Scan the entries for the word "verb" and return every line that has it.

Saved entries
·····

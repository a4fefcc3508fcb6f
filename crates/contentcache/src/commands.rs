//! Implementation of the individual commands.
use std::time::Duration;

use anyhow::{Context, Result, bail};
use contentcache_service::caching::clear_tmp;
use contentcache_service::config::Config;
use contentcache_service::{ContentCache, FetchOptions};
use reqwest::Url;
use serde_json::Value;

use crate::cli::Command;

/// Runs the given command against the cache described by `config`.
pub async fn run(command: Command, config: Config) -> Result<()> {
    match command {
        Command::Run => serve(&config).await,
        Command::Cleanup { dry_run } => cleanup(&config, dry_run).await,
        Command::Get { key } => {
            let cache = open(&config)?;
            let Some(value) = cache.get::<Value>(&key) else {
                bail!("no cache entry for `{key}`");
            };
            print_json(&value)
        }
        Command::Invalidate { key, prefix } => {
            let cache = open(&config)?;
            match (key, prefix) {
                (_, Some(prefix)) => {
                    let removed = cache.invalidate_prefix(&prefix);
                    println!("removed {removed} entries");
                }
                (Some(key), None) => cache.invalidate(&key),
                (None, None) => bail!("either a key or a prefix is required"),
            }
            Ok(())
        }
        Command::Fetch {
            url,
            key,
            ttl,
            no_cache,
        } => {
            let cache = open(&config)?;
            let key = key.unwrap_or_else(|| url.to_string());
            let ttl = ttl.unwrap_or(cache.default_ttl());
            let value = fetch(&cache, &key, url, ttl, no_cache).await?;
            print_json(&value)
        }
    }
}

fn open(config: &Config) -> Result<ContentCache> {
    ContentCache::from_config(config).context("failed to open the cache")
}

/// Runs the expiry sweeper until ctrl-c is pressed.
async fn serve(config: &Config) -> Result<()> {
    clear_tmp(config).context("failed to clear the tmp directory")?;
    let cache = open(config)?;
    tracing::info!(
        durable = cache.store().has_durable_tier(),
        sweep_interval = ?config.caches.sweep_interval,
        "Content cache running"
    );

    tokio::signal::ctrl_c()
        .await
        .context("failed to listen for ctrl-c")?;

    tracing::info!("Shutting down");
    cache.shutdown();
    Ok(())
}

async fn cleanup(config: &Config, dry_run: bool) -> Result<()> {
    if config.cache_dir.is_none() {
        bail!("no `cache_dir` configured, there is nothing to clean up");
    }

    if !dry_run {
        clear_tmp(config).context("failed to clear the tmp directory")?;
    }
    let cache = open(config)?;
    cache.shutdown();

    let store = cache.store().clone();
    let stats = tokio::task::spawn_blocking(move || store.sweep_expired_with(dry_run))
        .await
        .context("cleanup panicked")?;

    let verb = if dry_run { "would remove" } else { "removed" };
    println!(
        "{verb} {} entries, {} retained, {} failed",
        stats.removed_durable, stats.retained, stats.failed
    );
    Ok(())
}

/// Fetches a JSON document through the cache.
///
/// Cache hits are not refreshed in the background, as the process exits right away.
async fn fetch(
    cache: &ContentCache,
    key: &str,
    url: Url,
    ttl: Duration,
    no_cache: bool,
) -> Result<Value> {
    let client = reqwest::Client::new();
    let fetcher = move || async move {
        tracing::debug!(%url, "Fetching document");
        client
            .get(url)
            .send()
            .await?
            .error_for_status()?
            .json::<Value>()
            .await
    };

    let options = FetchOptions {
        use_cache: !no_cache,
        skip_refresh: true,
    };
    cache
        .fetch_with_cache(key, ttl, fetcher, options)
        .await
        .context("failed to fetch document")
}

fn print_json(value: &Value) -> Result<()> {
    println!("{}", serde_json::to_string_pretty(value)?);
    Ok(())
}
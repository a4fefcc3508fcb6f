use std::time::Duration;

use contentcache_service::FetchOptions;
use contentcache_service::caching::NetworkStatus;
use tokio::time::Instant;

use crate::{FetchCounter, setup_cache};

const TTL: Duration = Duration::from_secs(60);

#[tokio::test]
async fn test_hit_returns_immediately_and_refreshes() {
    tokio::time::pause();
    let t = setup_cache(|_| ());
    let fetches = FetchCounter::new();
    t.cache.set("k", "v1", TTL).unwrap();

    let start = Instant::now();
    let fetched = t
        .cache
        .fetch_with_cache(
            "k",
            TTL,
            fetches.returning("v2".to_owned(), Duration::from_secs(1)),
            FetchOptions::default(),
        )
        .await
        .unwrap();
    assert_eq!(fetched, "v1");
    assert_eq!(start.elapsed(), Duration::ZERO);
    assert!(t.cache.is_in_flight("k"));

    tokio::time::sleep(Duration::from_secs(2)).await;
    assert_eq!(fetches.calls(), 1);
    assert!(!t.cache.is_in_flight("k"));
    assert_eq!(t.cache.get::<String>("k").as_deref(), Some("v2"));
}

#[tokio::test]
async fn test_refresh_extends_ttl() {
    tokio::time::pause();
    let t = setup_cache(|_| ());
    let fetches = FetchCounter::new();
    t.cache.set("k", "v1", TTL).unwrap();

    t.clock.advance(Duration::from_secs(50));
    let fetched: String = t
        .cache
        .fetch_with_cache(
            "k",
            TTL,
            fetches.returning("v2".to_owned(), Duration::ZERO),
            FetchOptions::default(),
        )
        .await
        .unwrap();
    assert_eq!(fetched, "v1");
    tokio::time::sleep(Duration::from_millis(10)).await;

    t.clock.advance(Duration::from_secs(50));
    assert_eq!(t.cache.get::<String>("k").as_deref(), Some("v2"));
}

#[tokio::test]
async fn test_only_one_refresh_per_key() {
    tokio::time::pause();
    let t = setup_cache(|_| ());
    let fetches = FetchCounter::new();
    t.cache.set("k", "v1", TTL).unwrap();

    for _ in 0..5 {
        let fetched: String = t
            .cache
            .fetch_with_cache(
                "k",
                TTL,
                fetches.returning("v2".to_owned(), Duration::from_secs(1)),
                FetchOptions::default(),
            )
            .await
            .unwrap();
        assert_eq!(fetched, "v1");
    }

    tokio::time::sleep(Duration::from_secs(2)).await;
    assert_eq!(fetches.calls(), 1);
}

#[tokio::test]
async fn test_skip_refresh() {
    let t = setup_cache(|_| ());
    let fetches = FetchCounter::new();
    t.cache.set("k", "v1", TTL).unwrap();

    let fetched: String = t
        .cache
        .fetch_with_cache(
            "k",
            TTL,
            fetches.returning("v2".to_owned(), Duration::ZERO),
            FetchOptions::skip_refresh(),
        )
        .await
        .unwrap();
    assert_eq!(fetched, "v1");
    assert!(!t.cache.is_in_flight("k"));

    tokio::time::sleep(Duration::from_millis(10)).await;
    assert_eq!(fetches.calls(), 0);
}

#[tokio::test]
async fn test_no_refresh_while_offline() {
    let t = setup_cache(|_| ());
    let fetches = FetchCounter::new();
    t.cache.set("k", "v1", TTL).unwrap();

    t.network.set_online(false);
    assert!(!t.cache.network().is_online());

    let fetched: String = t
        .cache
        .fetch_with_cache(
            "k",
            TTL,
            fetches.returning("v2".to_owned(), Duration::ZERO),
            FetchOptions::default(),
        )
        .await
        .unwrap();
    assert_eq!(fetched, "v1");

    tokio::time::sleep(Duration::from_millis(10)).await;
    assert_eq!(fetches.calls(), 0);
    assert_eq!(t.cache.get::<String>("k").as_deref(), Some("v1"));
}

#[tokio::test]
async fn test_refresh_errors_are_swallowed() {
    let t = setup_cache(|_| ());
    let fetches = FetchCounter::new();
    t.cache.set("k", "v1", TTL).unwrap();

    let fetched: String = t
        .cache
        .fetch_with_cache(
            "k",
            TTL,
            fetches.failing("boom", Duration::ZERO),
            FetchOptions::default(),
        )
        .await
        .unwrap();
    assert_eq!(fetched, "v1");

    tokio::time::sleep(Duration::from_millis(10)).await;
    assert_eq!(fetches.calls(), 1);
    assert!(!t.cache.is_in_flight("k"));
    assert_eq!(t.cache.get::<String>("k").as_deref(), Some("v1"));
}

#[tokio::test]
async fn test_foreground_fetch_waits_for_refresh() {
    tokio::time::pause();
    let t = setup_cache(|_| ());
    let fetches = FetchCounter::new();
    t.cache.set("k", "v1", TTL).unwrap();

    // starts a refresh taking 100ms
    let _: String = t
        .cache
        .fetch_with_cache(
            "k",
            TTL,
            fetches.returning("v2".to_owned(), Duration::from_millis(100)),
            FetchOptions::default(),
        )
        .await
        .unwrap();

    // bypassing the cache still does not fetch concurrently with the refresh
    let fetched: String = t
        .cache
        .fetch_with_cache(
            "k",
            TTL,
            fetches.returning("v3".to_owned(), Duration::ZERO),
            FetchOptions::no_cache(),
        )
        .await
        .unwrap();
    assert_eq!(fetched, "v2");
    assert_eq!(fetches.calls(), 1);
}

·····

* **Task result**:
    let verb = if dry_run { "would remove" } else { "removed" };
        "{verb} {} entries, {} retained, {} failed",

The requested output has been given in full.